Why Procter & Gamble Is Buying Merck KGaA’s Consumer Health Unit in a Whopper of a Deal
Procter & Gamble will acquire the consumer health business from German company Merck KGaA in a $4.2 billion deal.
The deal will add Merck’s vitamin and food supplements to P&G’s existing roster of over-the-counter medicines.
Merck’s over-the-counter products generate close to $1 billion in annual sales.
P&G, whose brands include Pampers diapers, Vicks cough and cold products, and Gillette razors, has been suffering from falling revenue. The acquisition of Merck’s products, which include Febimion women supplements, Seven Seas cod liver oil, and Nasivin nasal decongestant, will replace P&G’s joint venture with Teva Pharmaceuticals Industries, which was formed in 2011. P&G’s venture with Teva, whose stock has fallen considerably in recent months, will be terminated on July 1, reports The Wall Street Journal.
The deal comes just months after P&G conceded a board seat to Nelson Peltz after a lengthy battle. Peltz has pushed for the corporation to shift to the acquisition of smaller brands rather than continuing to rely on its historically key brands such as Gillette and Tide.
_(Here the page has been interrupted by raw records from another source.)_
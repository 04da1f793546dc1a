use std::collections::BTreeMap;
use std::sync::Arc;

use parking_lot::Mutex;

use crate::model::ConfigChangeEvent;
use crate::model::ReleaseSnapshot;
use crate::model::SourceKind;
use crate::ClientSettings;
use crate::ConfigChangeListener;

pub fn map(pairs: &[(&str, &str)]) -> BTreeMap<String, String> {
    pairs
        .iter()
        .map(|(k, v)| (k.to_string(), v.to_string()))
        .collect()
}

pub fn remote_snapshot(
    namespace: &str,
    release_key: &str,
    pairs: &[(&str, &str)],
) -> Arc<ReleaseSnapshot> {
    Arc::new(ReleaseSnapshot::new(namespace, release_key, map(pairs), SourceKind::Remote))
}

/// Fast settings against a single fake config service.
pub fn test_settings() -> ClientSettings {
    ClientSettings {
        app_id: "someApp".to_string(),
        cluster: "default".to_string(),
        data_center: None,
        local_ip: None,
        config_services: vec!["http://config-a:8080".to_string()],
        load_config_qps: 1000.0,
        long_poll_qps: 1000.0,
        on_error_retry_interval_ms: 100,
        long_poll_initial_delay_ms: 0,
        refresh_interval_ms: 60_000,
        ..Default::default()
    }
}

pub fn config_response_body(
    namespace: &str,
    release_key: &str,
    pairs: &[(&str, &str)],
) -> String {
    serde_json::json!({
        "appId": "someApp",
        "cluster": "default",
        "namespaceName": namespace,
        "releaseKey": release_key,
        "configurations": map(pairs),
    })
    .to_string()
}

/// Keeps every event it receives.
#[derive(Debug, Default)]
pub struct RecordingListener {
    events: Mutex<Vec<ConfigChangeEvent>>,
}

impl RecordingListener {
    pub fn new() -> Arc<Self> {
        Arc::new(Self::default())
    }

    pub fn events(&self) -> Vec<ConfigChangeEvent> {
        self.events.lock().clone()
    }

    pub fn count(&self) -> usize {
        self.events.lock().len()
    }
}

impl ConfigChangeListener for RecordingListener {
    fn on_change(
        &self,
        event: &ConfigChangeEvent,
    ) {
        self.events.lock().push(event.clone());
    }
}
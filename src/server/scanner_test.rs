use std::sync::Arc;
use std::time::Duration;

use parking_lot::Mutex;
use tokio::sync::watch;

use super::*;
use crate::model::ReleaseMessage;
use crate::MemoryStore;
use crate::ReleaseMessageStore;

#[derive(Default)]
struct Collector {
    seen: Mutex<Vec<u64>>,
}

impl ReleaseMessageListener for Collector {
    fn handle_message(
        &self,
        message: &ReleaseMessage,
    ) {
        self.seen.lock().push(message.id);
    }
}

#[test]
fn test_scanner_skips_history_and_delivers_new_messages_in_order() {
    let store = Arc::new(MemoryStore::new());
    store.save("a+default+old").unwrap();
    let scanner = ReleaseMessageScanner::new(store.clone(), Duration::from_secs(1)).unwrap();
    let collector = Arc::new(Collector::default());
    scanner.add_listener(collector.clone());
    scanner.add_listener(collector.clone());

    let ids: Vec<u64> = (0..3).map(|_| store.save("a+default+ns").unwrap().id).collect();

    assert_eq!(scanner.scan().unwrap(), 3);
    assert_eq!(*collector.seen.lock(), ids);
    assert_eq!(scanner.scan().unwrap(), 0);
    assert_eq!(scanner.max_id_scanned(), *ids.last().unwrap());
}

#[test]
fn test_scan_drains_more_than_one_batch() {
    let store = Arc::new(MemoryStore::new());
    let scanner = ReleaseMessageScanner::new(store.clone(), Duration::from_secs(1)).unwrap();
    let collector = Arc::new(Collector::default());
    scanner.add_listener(collector.clone());

    let total = crate::constants::SCAN_BATCH_SIZE + 7;
    for i in 0..total {
        store.save(&format!("a+default+ns{}", i % 3)).unwrap();
    }

    assert_eq!(scanner.scan().unwrap(), total);
    assert_eq!(collector.seen.lock().len(), total);
}

#[tokio::test(start_paused = true)]
async fn test_run_scans_periodically_until_shutdown() {
    let store = Arc::new(MemoryStore::new());
    let scanner = Arc::new(ReleaseMessageScanner::new(store.clone(), Duration::from_millis(100)).unwrap());
    let collector = Arc::new(Collector::default());
    scanner.add_listener(collector.clone());
    let (tx, rx) = watch::channel(());
    let handle = tokio::spawn(scanner.clone().run(rx));

    store.save("a+default+ns").unwrap();
    tokio::time::sleep(Duration::from_millis(250)).await;
    assert_eq!(collector.seen.lock().len(), 1);

    tx.send(()).unwrap();
    handle.await.unwrap().unwrap();
}
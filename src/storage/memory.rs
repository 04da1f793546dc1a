use std::collections::BTreeMap;
use std::collections::HashMap;

use parking_lot::RwLock;

use super::ReleaseMessageStore;
use super::ReleaseStore;
use crate::model::Release;
use crate::model::ReleaseMessage;
use crate::time::get_now_as_u64_ms;
use crate::Result;

#[derive(Debug, Default)]
struct MessageLog {
    next_id: u64,
    rows: BTreeMap<u64, ReleaseMessage>,
}

/// Process-local store for tests and single-node deployments without `db_path`.
#[derive(Debug, Default)]
pub struct MemoryStore {
    messages: RwLock<MessageLog>,
    releases: RwLock<HashMap<String, Release>>,
}

impl MemoryStore {
    pub fn new() -> Self {
        Self::default()
    }

    pub fn message_count(&self) -> usize {
        self.messages.read().rows.len()
    }
}

impl ReleaseMessageStore for MemoryStore {
    fn save(
        &self,
        topic: &str,
    ) -> Result<ReleaseMessage> {
        let mut log = self.messages.write();
        log.next_id += 1;
        let message = ReleaseMessage {
            id: log.next_id,
            topic: topic.to_string(),
            created_at_ms: get_now_as_u64_ms(),
        };
        log.rows.insert(message.id, message.clone());
        Ok(message)
    }

    fn find_by_id(
        &self,
        id: u64,
    ) -> Result<Option<ReleaseMessage>> {
        Ok(self.messages.read().rows.get(&id).cloned())
    }

    fn find_earlier(
        &self,
        topic: &str,
        before_id: u64,
        limit: usize,
    ) -> Result<Vec<ReleaseMessage>> {
        Ok(self
            .messages
            .read()
            .rows
            .range(..before_id)
            .map(|(_, m)| m)
            .filter(|m| m.topic == topic)
            .take(limit)
            .cloned()
            .collect())
    }

    fn find_after(
        &self,
        after_id: u64,
        limit: usize,
    ) -> Result<Vec<ReleaseMessage>> {
        Ok(self
            .messages
            .read()
            .rows
            .range(after_id.saturating_add(1)..)
            .take(limit)
            .map(|(_, m)| m.clone())
            .collect())
    }

    fn latest_for(
        &self,
        topic: &str,
    ) -> Result<Option<ReleaseMessage>> {
        Ok(self
            .messages
            .read()
            .rows
            .values()
            .rev()
            .find(|m| m.topic == topic)
            .cloned())
    }

    fn max_id(&self) -> Result<u64> {
        Ok(self
            .messages
            .read()
            .rows
            .keys()
            .next_back()
            .copied()
            .unwrap_or(0))
    }

    fn delete_all(
        &self,
        messages: &[ReleaseMessage],
    ) -> Result<()> {
        let mut log = self.messages.write();
        for m in messages {
            log.rows.remove(&m.id);
        }
        Ok(())
    }
}

impl ReleaseStore for MemoryStore {
    fn save_release(
        &self,
        release: &Release,
    ) -> Result<()> {
        self.releases
            .write()
            .insert(release.topic.clone(), release.clone());
        Ok(())
    }

    fn delete_release(
        &self,
        topic: &str,
    ) -> Result<()> {
        self.releases.write().remove(topic);
        Ok(())
    }

    fn find_release(
        &self,
        topic: &str,
    ) -> Result<Option<Release>> {
        Ok(self.releases.read().get(topic).cloned())
    }
}
impl RemoteConfigRepository {
    pub fn new(
        namespace: impl Into<String>,
        settings: Arc<ClientSettings>,
        http: Arc<dyn HttpClient>,
        locator: Arc<dyn ServiceLocator>,
    ) -> Self {
        let policy = ExponentialSchedulePolicy::new(
            settings.on_error_retry_interval(),
            settings.on_error_retry_interval_cap(),
        );
        let rate_limiter = RateLimiter::new(settings.load_config_qps);
        Self {
            namespace: namespace.into(),
            settings,
            http,
            locator,
            cache: ArcSwapOption::empty(),
            fetch_state: tokio::sync::Mutex::new(policy),
            rate_limiter,
            // the first load gets the forced-refresh retry budget
            force_refresh: AtomicBool::new(true),
            refresh_requested: Notify::new(),
            long_poll_service: Mutex::new(None),
            remote_messages: Mutex::new(None),
            listeners: RepositoryListeners::default(),
        }
    }

    /// Runs one fetch and publishes the result if it differs from the cache.
    ///
    /// On failure the previous snapshot stays authoritative.
    #[autometrics(objective = API_SLO)]
    pub async fn sync(&self) -> Result<Arc<ReleaseSnapshot>> {
        let mut policy = self.fetch_state.lock().await;
        let previous = self.cache.load_full();
        let current = self.load_config(&mut policy, previous.as_ref()).await?;

        let replaced = match &previous {
            Some(previous) => !Arc::ptr_eq(previous, &current),
            None => true,
        };
        if replaced {
            info!(
                namespace = %self.namespace,
                release_key = current.release_key(),
                "remote config refreshed"
            );
            self.cache.store(Some(current.clone()));
            self.listeners.fire(&self.namespace, &current);
        }
        Ok(current)
    }

    /// Requests an immediate re-fetch from the background task.
    pub fn force_refresh(&self) {
        self.force_refresh.store(true, Ordering::Release);
        self.refresh_requested.notify_one();
    }

    /// Background loop: fetches every `refresh_interval` and whenever a
    /// forced refresh is requested, until `cancel` fires.
    pub async fn run_periodic_refresh(
        self: Arc<Self>,
        cancel: CancellationToken,
    ) -> Result<()> {
        let period = self.settings.refresh_interval();
        let mut ticker = interval_at(Instant::now() + period, period);
        ticker.set_missed_tick_behavior(MissedTickBehavior::Delay);
        debug!(namespace = %self.namespace, "schedule periodic refresh every {:?}", period);

        loop {
            tokio::select! {
                _ = cancel.cancelled() => {
                    debug!(namespace = %self.namespace, "refresh task stopped");
                    return Ok(());
                }
                _ = ticker.tick() => {
                    trace!(namespace = %self.namespace, "periodic refresh");
                }
                _ = self.refresh_requested.notified() => {
                    trace!(namespace = %self.namespace, "forced refresh");
                }
            }

            tokio::select! {
                _ = cancel.cancelled() => return Ok(()),
                result = self.sync() => {
                    if let Err(e) = result {
                        warn!(namespace = %self.namespace, "sync failed: {}", e);
                    }
                }
            }
        }
    }

    async fn load_config(
        &self,
        policy: &mut ExponentialSchedulePolicy,
        previous: Option<&Arc<ReleaseSnapshot>>,
    ) -> Result<Arc<ReleaseSnapshot>> {
        let acquire_timeout = self.settings.rate_limit_acquire_timeout();
        if !self.rate_limiter.acquire_timeout(acquire_timeout).await {
            // fail open after waiting out the window
            sleep(acquire_timeout).await;
        }

        let max_retries = if self.force_refresh.load(Ordering::Acquire) {
            2
        } else {
            1
        };
        let mut on_error_sleep = Duration::ZERO;
        let mut last_error: Option<Error> = None;
        let mut url = String::new();

        let services = self.config_services().await?;

        for _ in 0..max_retries {
            let mut candidates = services.clone();
            candidates.shuffle(&mut rand::thread_rng());
            if let Some(preferred) = self.long_poll_service.lock().take() {
                candidates.insert(0, preferred);
            }

            for service in candidates {
                if !on_error_sleep.is_zero() {
                    warn!(
                        "load config failed, will retry in {:?}. appId: {}, cluster: {}, namespace: {}",
                        on_error_sleep, self.settings.app_id, self.settings.cluster, self.namespace
                    );
                    sleep(on_error_sleep).await;
                }

                url = self.assemble_query_url(&service.homepage_url, previous.map(|p| p.as_ref()))?;
                debug!("loading config from {}", url);

                let started = Instant::now();
                let outcome = self.query(&url).await;
                CONFIG_FETCH_DURATION_MS
                    .with_label_values(&[&self.namespace])
                    .observe(started.elapsed().as_secs_f64() * 1000.0);

                match outcome {
                    Ok(fetched) => {
                        self.force_refresh.store(false, Ordering::Release);
                        policy.success();
                        match (fetched, previous) {
                            (Some(snapshot), _) => {
                                self.count_fetch("ok");
                                return Ok(Arc::new(snapshot));
                            }
                            (None, Some(previous)) => {
                                debug!("config service responded 304 for {}", self.namespace);
                                self.count_fetch("not_modified");
                                return Ok(previous.clone());
                            }
                            (None, None) => {
                                self.count_fetch("error");
                                last_error = Some(
                                    NetworkError::UnexpectedStatus {
                                        status: 304,
                                        url: url.clone(),
                                    }
                                    .into(),
                                );
                            }
                        }
                    }
                    Err(e) => {
                        self.count_fetch(if e.is_not_released() { "not_found" } else { "error" });
                        debug!("fetch from {} failed: {}", url, e);
                        last_error = Some(e);
                    }
                }

                on_error_sleep = if self.force_refresh.load(Ordering::Acquire) {
                    self.settings.on_error_retry_interval()
                } else {
                    policy.fail()
                };
            }
        }

        Err(ClientError::LoadFailed {
            namespace: self.namespace.clone(),
            url,
            source: Box::new(last_error.unwrap_or_else(|| ClientError::NoConfigService.into())),
        }
        .into())
    }

    /// `Ok(None)` means `304`.
    async fn query(
        &self,
        url: &str,
    ) -> Result<Option<ReleaseSnapshot>> {
        let headers = signed_headers(url, &self.settings.app_id, self.settings.access_key_secret.as_deref())?;
        let request = HttpRequest::get(url, self.settings.read_timeout()).with_headers(headers);
        let response = self.http.get(request).await?;

        match response.status {
            200 => {
                let body: ConfigResponse = response.json()?;
                Ok(Some(ReleaseSnapshot::from_response(body)))
            }
            304 => Ok(None),
            404 => Err(ClientError::NotReleased {
                app_id: self.settings.app_id.clone(),
                cluster: self.settings.cluster.clone(),
                namespace: self.namespace.clone(),
            }
            .into()),
            status => Err(NetworkError::UnexpectedStatus {
                status,
                url: url.to_string(),
            }
            .into()),
        }
    }

    async fn config_services(&self) -> Result<Vec<ServiceAddress>> {
        let services = self.locator.config_services().await?;
        if services.is_empty() {
            return Err(ClientError::NoConfigService.into());
        }
        Ok(services)
    }

    pub(crate) fn assemble_query_url(
        &self,
        homepage_url: &str,
        previous: Option<&ReleaseSnapshot>,
    ) -> Result<String> {
        let base = join_url(homepage_url, "configs");
        let mut url = Url::parse(&base).map_err(|e| NetworkError::InvalidUrl(format!("{base}: {e}")))?;
        url.path_segments_mut()
            .map_err(|_| NetworkError::InvalidUrl(base.clone()))?
            .extend([
                self.settings.app_id.as_str(),
                self.settings.cluster.as_str(),
                self.namespace.as_str(),
            ]);

        let mut query: Vec<(&str, String)> = Vec::new();
        if let Some(previous) = previous {
            query.push(("releaseKey", previous.release_key().to_string()));
        }
        if let Some(data_center) = self.settings.data_center.as_deref().filter(|s| !s.is_empty()) {
            query.push(("dataCenter", data_center.to_string()));
        }
        if let Some(ip) = self.settings.local_ip.as_deref().filter(|s| !s.is_empty()) {
            query.push(("ip", ip.to_string()));
        }
        if let Some(messages) = self.remote_messages.lock().as_ref() {
            query.push(("messages", serde_json::to_string(messages)?));
        }
        if !query.is_empty() {
            url.query_pairs_mut().extend_pairs(query);
        }
        Ok(url.into())
    }

    fn count_fetch(
        &self,
        outcome: &str,
    ) {
        CONFIG_FETCH_TOTAL
            .with_label_values(&[&self.namespace, outcome])
            .inc();
    }

    #[cfg(test)]
    pub(crate) fn is_force_refresh_pending(&self) -> bool {
        self.force_refresh.load(Ordering::Acquire)
    }
}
The Merck deal is one of the biggest recent acquisitions for P&G. Merck put the consumer health unit on the market last year in order to focus its efforts on prescription drugs. The deal is expected to close by the fourth quarter, with the possibility of Merck’s nearly 3,300 consumer health employees moving to P&G.
P&G’s share price has fallen 13% in the past year.